Mr Abernethy said: "I've just heard that the MV Rachel Corrie is heading for Gaza now and has formed a another convoy with three ships from Malaysia carrying humanitarian aid."

News that Ms McDermott is safe and well signals the end of a tense few days for friends who feared for her safety when the nine activists were killed by Israeli troops on the Gaza aid flotilla on Monday.

The boat she was travelling on, the Challenger 2, was taken without a fight and Ms McDermott was taken to Beersheeba Prison in Israel pending deportation.

One of the first activists to make it back from Israel, Hasan Nowarah from Bearsden, said he believed Ms McDermott, a postal worker from Pilrig, had been badly beaten up.

However, Ms McDermott's sister Winnie Chambers said she did not appear to be in any distress when she phoned her partner on Tuesday.

She said: "Her partner sent an e-mail round everyone yesterday saying that she was fine."

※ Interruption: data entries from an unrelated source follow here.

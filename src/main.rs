use anyhow::Result;
use casedesk::app::App;
use casedesk::config::Config;
use clap::{App as Cli, Arg};
use std::path::PathBuf;

#[tokio::main]
async fn main() -> Result<()> {
    let matches = Cli::new(env!("CARGO_PKG_NAME"))
        .version(env!("CARGO_PKG_VERSION"))
        .about(env!("CARGO_PKG_DESCRIPTION"))
        .arg(
            Arg::with_name("config")
                .short("c")
                .long("config")
                .value_name("DIR")
                .help("Directory holding config.yml (default: ~/.config/casedesk)")
                .takes_value(true),
        )
        .arg(
            Arg::with_name("base-url")
                .short("u")
                .long("base-url")
                .value_name("URL")
                .help("Backend base URL for this session")
                .takes_value(true),
        )
        .arg(
            Arg::with_name("export-dir")
                .short("o")
                .long("export-dir")
                .value_name("DIR")
                .help("Directory exports are written to for this session")
                .takes_value(true),
        )
        .get_matches();

    let mut config = Config::new();
    config.load(matches.value_of("config"))?;
    if let Some(base_url) = matches.value_of("base-url") {
        config.base_url = base_url.to_string();
    }
    if let Some(export_dir) = matches.value_of("export-dir") {
        config.export_dir = PathBuf::from(export_dir);
    }

    App::start(config).await?;
    Ok(())
}
//! PDF encoder, compiling a generated typst table in process.

use super::{ExportError, ExportTable};
use chrono::{Datelike, Local};
use ecow::EcoVec;
use std::sync::LazyLock;
use typst::diag::{FileError, FileResult, SourceDiagnostic};
use typst::foundations::{Bytes, Datetime};
use typst::layout::PagedDocument;
use typst::syntax::{FileId, Source};
use typst::text::{Font, FontBook};
use typst::utils::LazyHash;
use typst::{Library, LibraryExt, World};

/// Title printed above the table.
pub const DOCUMENT_TITLE: &str = "Exported Data";

static FONTS: LazyLock<Vec<Font>> = LazyLock::new(|| {
    typst_assets::fonts()
        .flat_map(|data| Font::iter(Bytes::new(data)))
        .collect()
});

static FONT_BOOK: LazyLock<LazyHash<FontBook>> =
    LazyLock::new(|| LazyHash::new(FontBook::from_fonts(FONTS.iter())));

static LIBRARY: LazyLock<LazyHash<Library>> = LazyLock::new(|| LazyHash::new(Library::default()));

/// Escape text for use inside a typst string literal.
///
pub fn escape_typst(s: &str) -> String {
    s.replace('\\', "\\\\")
        .replace('"', "\\\"")
        .replace('\n', "\\n")
        .replace('\r', "\\r")
        .replace('\t', "\\t")
}

/// Build the typst source: title, then a table with a shaded header row of
/// capitalised labels. Cells are string literals so row data is never
/// interpreted as markup.
///
pub fn build_source(table: &ExportTable) -> String {
    let mut source = format!(
        r#"#set page(paper: "a4", margin: 14mm)
#set text(size: 8pt)
#text(size: 14pt, weight: "bold", "{title}")
#v(6mm)
#table(
  columns: {columns},
  fill: (_, y) => if y == 0 {{ rgb(41, 128, 185) }},
  table.header(
"#,
        title = escape_typst(DOCUMENT_TITLE),
        columns = table.labels.len().max(1),
    );
    for label in &table.labels {
        source.push_str(&format!(
            "    text(fill: white, weight: \"bold\", \"{}\"),\n",
            escape_typst(label)
        ));
    }
    source.push_str("  ),\n");
    for row in &table.rows {
        let cells: Vec<String> = row
            .iter()
            .map(|value| format!("\"{}\"", escape_typst(value)))
            .collect();
        source.push_str(&format!("  {},\n", cells.join(", ")));
    }
    source.push_str(")\n");
    source
}

struct ExportWorld {
    source: Source,
}

impl ExportWorld {
    fn new(source_text: &str) -> Self {
        Self {
            source: Source::detached(source_text),
        }
    }
}

impl World for ExportWorld {
    fn library(&self) -> &LazyHash<Library> {
        &LIBRARY
    }

    fn book(&self) -> &LazyHash<FontBook> {
        &FONT_BOOK
    }

    fn main(&self) -> FileId {
        self.source.id()
    }

    fn source(&self, id: FileId) -> FileResult<Source> {
        if id == self.source.id() {
            Ok(self.source.clone())
        } else {
            Err(FileError::NotFound(id.vpath().as_rooted_path().into()))
        }
    }

    fn file(&self, id: FileId) -> FileResult<Bytes> {
        Err(FileError::NotFound(id.vpath().as_rooted_path().into()))
    }

    fn font(&self, index: usize) -> Option<Font> {
        FONTS.get(index).cloned()
    }

    fn today(&self, _offset: Option<i64>) -> Option<Datetime> {
        let today = Local::now().date_naive();
        Datetime::from_ymd(today.year(), today.month() as u8, today.day() as u8)
    }
}

/// Compile the table into PDF bytes. CPU bound; callers in async context
/// run it on a blocking thread.
///
pub fn encode(table: &ExportTable) -> Result<Vec<u8>, ExportError> {
    let world = ExportWorld::new(&build_source(table));

    let document = typst::compile::<PagedDocument>(&world)
        .output
        .map_err(|diagnostics| encode_error("typst compilation failed", &diagnostics))?;

    typst_pdf::pdf(&document, &typst_pdf::PdfOptions::default())
        .map_err(|diagnostics| encode_error("PDF export failed", &diagnostics))
}

fn encode_error(prefix: &str, diagnostics: &EcoVec<SourceDiagnostic>) -> ExportError {
    let messages: Vec<String> = diagnostics.iter().map(|d| d.message.to_string()).collect();
    ExportError::Encode {
        format: "PDF",
        message: format!("{}: {}", prefix, messages.join("; ")),
    }
}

Free Gaza organisers in Cyprus will also be relieved to hear that Ms McDermott was safe, after their lawyer failed to track her down in the prison amid fears she had been hospitalised.

Spokeswoman Greta Berlin said Ms McDermott had been resisting deportation in solidarity with four Palestinian and Israeli nationals.

Israel today dropped plans to prosecute the activists to limit diplomatic damage.

Meanwhile, it has been claimed that IHH had "clear" links to terror groups.

However, IHH denies ties to radical groups and it is not among 45 groups listed as terrorists by the US.